**Aim of the exercise**
The data is to be reproduced in full and without error.

**Supplied material**
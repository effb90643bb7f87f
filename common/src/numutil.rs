// Unless otherwise noted, this file is released and thus subject to the
// terms of the Mozilla Public License Version 2.0 (MPL2). Also, it is
// "Incompatible With Secondary Licenses", as defined by the MPL2.
// If a copy of the MPL2 was not distributed with this file, you can
// obtain one at https://mozilla.org/MPL/2.0/.

use core::ops::BitAnd;

/// Trait for common number operations.
pub trait NumExt: BitAnd<Output = Self> + Copy + PartialEq + Default {
    /// Is the given bit set?
    fn is_bit(&self, bit: u16) -> bool;
    /// Set the given bit.
    fn set_bit(self, bit: u16, state: bool) -> Self;
    /// Convert to u8
    fn u8(self) -> u8;
    /// Convert to u32
    fn u32(self) -> u32;
    /// Convert to usize
    fn us(self) -> usize;

    /// Get bits in a certain range
    fn bits(self, start: Self, len: Self) -> Self;
}

macro_rules! num_ext_impl {
    ($ty:ident) => {
        impl NumExt for $ty {
            #[inline(always)]
            fn is_bit(&self, bit: u16) -> bool {
                (self & (1 << bit)) != 0
            }

            #[inline(always)]
            fn set_bit(self, bit: u16, state: bool) -> $ty {
                (self & ((1 << bit) ^ Self::MAX)) | ((state as $ty) << bit)
            }

            #[inline(always)]
            fn u8(self) -> u8 {
                self as u8
            }

            #[inline(always)]
            fn u32(self) -> u32 {
                self as u32
            }

            #[inline(always)]
            fn us(self) -> usize {
                self as usize
            }

            #[inline(always)]
            fn bits(self, start: $ty, len: $ty) -> $ty {
                (self >> start) & ((1 << len) - 1)
            }
        }
    };
}

num_ext_impl!(u8);
num_ext_impl!(u16);
num_ext_impl!(u32);

pub trait U32Ext {
    /// Sign-extend the low 24 bits.
    fn i24(self) -> i32;
}

impl U32Ext for u32 {
    #[inline(always)]
    fn i24(self) -> i32 {
        ((self.bits(0, 24) << 8) as i32) >> 8
    }
}
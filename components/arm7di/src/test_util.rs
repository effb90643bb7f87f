// Copyright (c) 2024 Leela Aurelia, git@elia.garden
//
// Unless otherwise noted, this file is released and thus subject to the
// terms of the Mozilla Public License Version 2.0 (MPL-2.0) or the
// GNU General Public License Version 3 (GPL-3).
// If a copy of these licenses was not distributed with this file, you can
// obtain them at https://mozilla.org/MPL/2.0/ and http://www.gnu.org/licenses/.

use alloc::{vec, vec::Vec};

use common::BusFault;

use crate::{
    interface::{Bus, RwType},
    memory::Address,
};

/// Flat 4KiB of memory with manually driven interrupt lines.
pub struct TestBus {
    pub mem: Vec<u8>,
    pub irq: bool,
    pub fiq: bool,
}

impl Default for TestBus {
    fn default() -> Self {
        Self {
            mem: vec![0; 0x1000],
            irq: false,
            fiq: false,
        }
    }
}

impl TestBus {
    pub fn load(&mut self, at: u32, words: &[u32]) {
        for (i, word) in words.iter().enumerate() {
            let addr = at as usize + i * 4;
            self.mem[addr..addr + 4].copy_from_slice(&word.to_le_bytes());
        }
    }

    pub fn word(&self, at: u32) -> u32 {
        u32::from_le_slice(&self.mem[at as usize..at as usize + 4])
    }

    fn range<T: RwType>(&self, addr: Address, write: bool) -> Result<(usize, usize), BusFault> {
        let start = addr.0 as usize;
        let end = start + T::WIDTH as usize;
        if end > self.mem.len() {
            Err(BusFault {
                addr: addr.0,
                len: T::WIDTH,
                write,
            })
        } else {
            Ok((start, end))
        }
    }
}

impl Bus for TestBus {
    fn read<T: RwType>(&mut self, addr: Address) -> Result<T, BusFault> {
        let (start, end) = self.range::<T>(addr, false)?;
        Ok(T::from_le_slice(&self.mem[start..end]))
    }

    fn write<T: RwType>(&mut self, addr: Address, value: T) -> Result<(), BusFault> {
        let (start, end) = self.range::<T>(addr, true)?;
        value.to_le_slice(&mut self.mem[start..end]);
        Ok(())
    }

    fn irq_pending(&self) -> bool {
        self.irq
    }

    fn fiq_pending(&self) -> bool {
        self.fiq
    }
}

**Result of this task**
repository effb90643bb7f87f
filename common/src/numutil.rs
// Unless otherwise noted, this file is released and thus subject to the
// terms of the Mozilla Public License Version 2.0 (MPL2). Also, it is
// "Incompatible With Secondary Licenses", as defined by the MPL2.
// If a copy of the MPL2 was not distributed with this file, you can
// obtain one at https://mozilla.org/MPL/2.0/.

use core::ops::BitAnd;

/// Trait for common number operations.
pub trait NumExt: BitAnd<Output = Self> + Copy + PartialEq + Default {
    /// Is the given bit set?
    fn is_bit(&self, bit: u16) -> bool;
    /// Set the given bit.
    fn set_bit(self, bit: u16, state: bool) -> Self;
    /// Convert to u8
    fn u8(self) -> u8;
    /// Convert to u32
    fn u32(self) -> u32;
    /// Convert to usize
    fn us(self) -> usize;

    /// Get bits in a certain range
    fn bits(self, start: Self, len: Self) -> Self;
}

macro_rules! num_ext_impl {
    ($ty:ident) => {
        impl NumExt for $ty {
            #[inline(always)]
            fn is_bit(&self, bit: u16) -> bool {
                (self & (1 << bit)) != 0
            }

            #[inline(always)]
            fn set_bit(self, bit: u16, state: bool) -> $ty {
                (self & ((1 << bit) ^ Self::MAX)) | ((state as $ty) << bit)
            }

            #[inline(always)]
            fn u8(self) -> u8 {
                self as u8
            }

            #[inline(always)]
            fn u32(self) -> u32 {
                self as u32
            }

            #[inline(always)]
            fn us(self) -> usize {
                self as usize
            }

            #[inline(always)]
            fn bits(self, start: $ty, len: $ty) -> $ty {
                (self >> start) & ((1 << len) - 1)
            }
        }
    };
}

num_ext_impl!(u8);
num_ext_impl!(u16);
num_ext_impl!(u32);

pub trait U32Ext {
    /// Sign-extend the low 24 bits.
    fn i24(self) -> i32;
}

impl U32Ext for u32 {
    #[inline(always)]
    fn i24(self) -> i32 {
        ((self.bits(0, 24) << 8) as i32) >> 8
    }
}
filename components/arm7di/src/test_util.rs
repository effb90643bb7f87f
// Copyright (c) 2024 Leela Aurelia, git@elia.garden
//
// Unless otherwise noted, this file is released and thus subject to the
// terms of the Mozilla Public License Version 2.0 (MPL-2.0) or the
// GNU General Public License Version 3 (GPL-3).
// If a copy of these licenses was not distributed with this file, you can
// obtain them at https://mozilla.org/MPL/2.0/ and http://www.gnu.org/licenses/.

use alloc::{vec, vec::Vec};

use common::BusFault;

use crate::{
    interface::{Bus, RwType},
    memory::Address,
};

/// Flat 4KiB of memory with manually driven interrupt lines.
pub struct TestBus {
    pub mem: Vec<u8>,
    pub irq: bool,
    pub fiq: bool,
}

impl Default for TestBus {
    fn default() -> Self {
        Self {
            mem: vec![0; 0x1000],
            irq: false,
            fiq: false,
        }
    }
}

impl TestBus {
    pub fn load(&mut self, at: u32, words: &[u32]) {
        for (i, word) in words.iter().enumerate() {
            let addr = at as usize + i * 4;
            self.mem[addr..addr + 4].copy_from_slice(&word.to_le_bytes());
        }
    }

    pub fn word(&self, at: u32) -> u32 {
        u32::from_le_slice(&self.mem[at as usize..at as usize + 4])
    }

    fn range<T: RwType>(&self, addr: Address, write: bool) -> Result<(usize, usize), BusFault> {
        let start = addr.0 as usize;
        let end = start + T::WIDTH as usize;
        if end > self.mem.len() {
            Err(BusFault {
                addr: addr.0,
                len: T::WIDTH,
                write,
            })
        } else {
            Ok((start, end))
        }
    }
}

impl Bus for TestBus {
    fn read<T: RwType>(&mut self, addr: Address) -> Result<T, BusFault> {
        let (start, end) = self.range::<T>(addr, false)?;
        Ok(T::from_le_slice(&self.mem[start..end]))
    }

    fn write<T: RwType>(&mut self, addr: Address, value: T) -> Result<(), BusFault> {
        let (start, end) = self.range::<T>(addr, true)?;
        value.to_le_slice(&mut self.mem[start..end]);
        Ok(())
    }

    fn irq_pending(&self) -> bool {
        self.irq
    }

    fn fiq_pending(&self) -> bool {
        self.fiq
    }
}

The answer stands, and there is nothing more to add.